Pair Sharing: A Best Practice
Pair Sharing is generally acknowledged as a best practice in education. In classrooms I visit, however, I rarely see it used, let alone integrated into lessons as a regular practice. Reducing the amount of teacher talk and getting students to talk to each other is one of the cheapest and easiest education reforms anyone can implement. The structure of schooling must change to become more child-centered or it risks becoming irrelevant. Teachers need to get off the stage a little bit and here’s a way to do it without giving up complete control.
I was lucky enough to be trained in the GLAD strategies early in my teaching career and their philosophy of 10-2 greatly influenced my thinking about pair sharing. Their idea is that for every ten minutes of teacher talk, there should be two minutes of student talk. This means that you do not have to necessarily have students answer a question when they are talking with each other, they can and should sometimes simply summarize what you’ve been talking about. While students share with each other—and this is the most important part— teachers circulate around the room and listen in.
Having student summarize what you’ve been teaching helps students to:
- Transition information into long-term memory through talking and not just listening.

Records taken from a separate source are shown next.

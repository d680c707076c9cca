//! Contracts of the external services a [`Selectable`](crate::Selectable) consumes: the catalog,
//! object store listing and the per-object query service.
//!
//! Implementations live with the caller; [`memory`] holds in-process versions used by the tests.

pub mod memory;

use std::sync::Arc;

use futures::stream::BoxStream;

use crate::models::enums::SelectEvent;
use crate::models::structs::{CatalogTable, ObjectListing, ObjectQueryRequest, PartitionPage};

/// Opaque failure reported by a collaborator client. Retries, if any, happen inside the client.
#[derive(thiserror::Error, Debug, Clone, PartialEq)]
#[error("{message}")]
pub struct ClientError {
    pub message: String,
}

impl ClientError {
    pub fn new(message: impl Into<String>) -> Self { Self { message: message.into() } }
}

pub type EventStream = BoxStream<'static, Result<SelectEvent, ClientError>>;

/// What the object query service hands back; `payload` is `None` when the service answered
/// without an event stream.
pub struct ObjectQueryResponse {
    pub payload: Option<EventStream>,
}

#[async_trait::async_trait]
pub trait CatalogClient: Send + Sync {
    /// `Ok(None)` when the table does not exist.
    async fn get_table(&self, database: &str, table: &str) -> Result<Option<CatalogTable>, ClientError>;

    /// One page of partitions; pass the previous page's `next_token` to continue.
    async fn get_partitions(
        &self,
        database: &str,
        table: &str,
        next_token: Option<String>,
    ) -> Result<PartitionPage, ClientError>;
}

#[async_trait::async_trait]
pub trait ObjectStoreClient: Send + Sync {
    async fn list_objects(
        &self,
        bucket: &str,
        prefix: &str,
        next_token: Option<String>,
    ) -> Result<ObjectListing, ClientError>;
}

#[async_trait::async_trait]
pub trait ObjectQueryClient: Send + Sync {
    async fn query(&self, request: ObjectQueryRequest) -> Result<ObjectQueryResponse, ClientError>;
}

/// The three collaborators one table session talks to.
#[derive(Clone)]
pub struct Clients {
    pub catalog: Arc<dyn CatalogClient>,
    pub object_store: Arc<dyn ObjectStoreClient>,
    pub object_query: Arc<dyn ObjectQueryClient>,
}

impl Clients {
    pub fn new(
        catalog: Arc<dyn CatalogClient>,
        object_store: Arc<dyn ObjectStoreClient>,
        object_query: Arc<dyn ObjectQueryClient>,
    ) -> Self {
        Self { catalog, object_store, object_query }
    }
}
//! Closed predicate tree for WHERE clauses.
//!
//! Only the shapes that partition pruning can reason about get their own variant; anything else
//! the SQL parser accepts is carried as [`Expr::Raw`] text and treated as opaque.

#[derive(Debug, Clone, PartialEq)]
pub enum Literal {
    /// Numeric literal kept in source form so rendering round-trips exactly.
    Number(String),
    String(String),
    Boolean(bool),
    Null,
}

#[derive(Debug, Clone, Copy, PartialEq, Eq)]
pub enum BinaryOperator {
    And,
    Or,
    Eq,
    NotEq,
    Lt,
    LtEq,
    Gt,
    GtEq,
}

impl BinaryOperator {
    pub fn is_logical(self) -> bool { matches!(self, BinaryOperator::And | BinaryOperator::Or) }

    pub fn as_sql(self) -> &'static str {
        match self {
            BinaryOperator::And => "AND",
            BinaryOperator::Or => "OR",
            BinaryOperator::Eq => "=",
            BinaryOperator::NotEq => "<>",
            BinaryOperator::Lt => "<",
            BinaryOperator::LtEq => "<=",
            BinaryOperator::Gt => ">",
            BinaryOperator::GtEq => ">=",
        }
    }
}

#[derive(Debug, Clone, PartialEq)]
pub enum Expr {
    Column(String),
    Literal(Literal),
    BinaryOp { left: Box<Expr>, op: BinaryOperator, right: Box<Expr> },
    Not(Box<Expr>),
    InList { expr: Box<Expr>, list: Vec<Expr>, negated: bool },
    Between { expr: Box<Expr>, low: Box<Expr>, high: Box<Expr>, negated: bool },
    Like { expr: Box<Expr>, pattern: Box<Expr>, negated: bool },
    IsNull { expr: Box<Expr>, negated: bool },
    /// Explicit parentheses from the source statement.
    Nested(Box<Expr>),
    Raw(String),
}

impl Expr {
    pub fn column(name: impl Into<String>) -> Self { Expr::Column(name.into()) }

    pub fn boolean(value: bool) -> Self { Expr::Literal(Literal::Boolean(value)) }

    pub fn binary(left: Expr, op: BinaryOperator, right: Expr) -> Self {
        Expr::BinaryOp { left: Box::new(left), op, right: Box::new(right) }
    }

    /// True for nodes that combine predicates rather than being one.
    pub fn is_connective(&self) -> bool {
        match self {
            Expr::BinaryOp { op, .. } => op.is_logical(),
            Expr::Nested(_) | Expr::Not(_) => true,
            _ => false,
        }
    }

    /// Column names referenced anywhere below this node, unqualified.
    pub fn referenced_columns(&self) -> Vec<&str> {
        fn rec<'a>(e: &'a Expr, out: &mut Vec<&'a str>) {
            match e {
                Expr::Column(c) => out.push(unqualified(c)),
                Expr::Literal(_) | Expr::Raw(_) => {}
                Expr::BinaryOp { left, right, .. } => { rec(left, out); rec(right, out); }
                Expr::Not(inner) | Expr::Nested(inner) => rec(inner, out),
                Expr::InList { expr, list, .. } => { rec(expr, out); list.iter().for_each(|i| rec(i, out)); }
                Expr::Between { expr, low, high, .. } => { rec(expr, out); rec(low, out); rec(high, out); }
                Expr::Like { expr, pattern, .. } => { rec(expr, out); rec(pattern, out); }
                Expr::IsNull { expr, .. } => rec(expr, out),
            }
        }
        let mut out = Vec::new();
        rec(self, &mut out);
        out
    }
}

/// `s.col` and `"col"` both name `col`.
pub fn unqualified(column: &str) -> &str {
    column.rsplit('.').next().unwrap_or(column).trim_matches(|c| c == '"' || c == '`')
}

#[cfg(test)]
mod tests {
    use super::*;

    #[test]
    fn referenced_columns_walks_all_shapes() {
        let e = Expr::binary(
            Expr::InList { expr: Box::new(Expr::column("s.year")), list: vec![Expr::Literal(Literal::Number("1".into()))], negated: false },
            BinaryOperator::Or,
            Expr::Nested(Box::new(Expr::Between {
                expr: Box::new(Expr::column("month")),
                low: Box::new(Expr::Literal(Literal::Number("1".into()))),
                high: Box::new(Expr::column("day")),
                negated: true,
            })),
        );
        assert_eq!(e.referenced_columns(), vec!["year", "month", "day"]);
    }

    #[test]
    fn connectives() {
        assert!(Expr::binary(Expr::boolean(true), BinaryOperator::And, Expr::boolean(true)).is_connective());
        assert!(!Expr::binary(Expr::column("a"), BinaryOperator::Eq, Expr::boolean(true)).is_connective());
        assert!(!Expr::Raw("f(x)".into()).is_connective());
    }
}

- Release energy that’s been bottled up for the previous ten minutes.
- Refocus if they’ve been tuned out while you were talking.
Having students summarize what you’ve been teaching helps teachers to:
- Assess whether students understand what you’re talking about. You’d never know whether they understand if you don’t take the two minutes to get that feedback.
- Increase accountability for what’s discussed by requiring students to talk about it in pairs and then whole group.
- Listen to students. They feel like they’re not listened to and, generally speaking, they’re right.
- Encourage students who are normally shy but have great ideas to share their ideas with the whole class.
Before starting pair sharing you need to teach students how to do it. Choose a volunteer from the classroom and Model:
- How to find a partner (they should be close by)
- What to do if there are no partners (a group of thee is fine if that’s all you can find)
- Body language for listening (look at your partner, sit still)
- Appropriate volume (everyone practice saying “I like pizza in a quiet voice)
- Signals for getting the class back together as a whole.
The first time you try this, it might go badly. Please expect that and don’t give up.
Other Uses for Pair Sharing
In addition to summarizing, students can solve problems, answer questions, or share a personal experience when talking with partners.
Pair sharing can and should be a part of every single lesson every single day or else I’d say the teacher is likely hogging the stage and students may or may not be retaining what’s being said.
How do you get students talking in your classroom?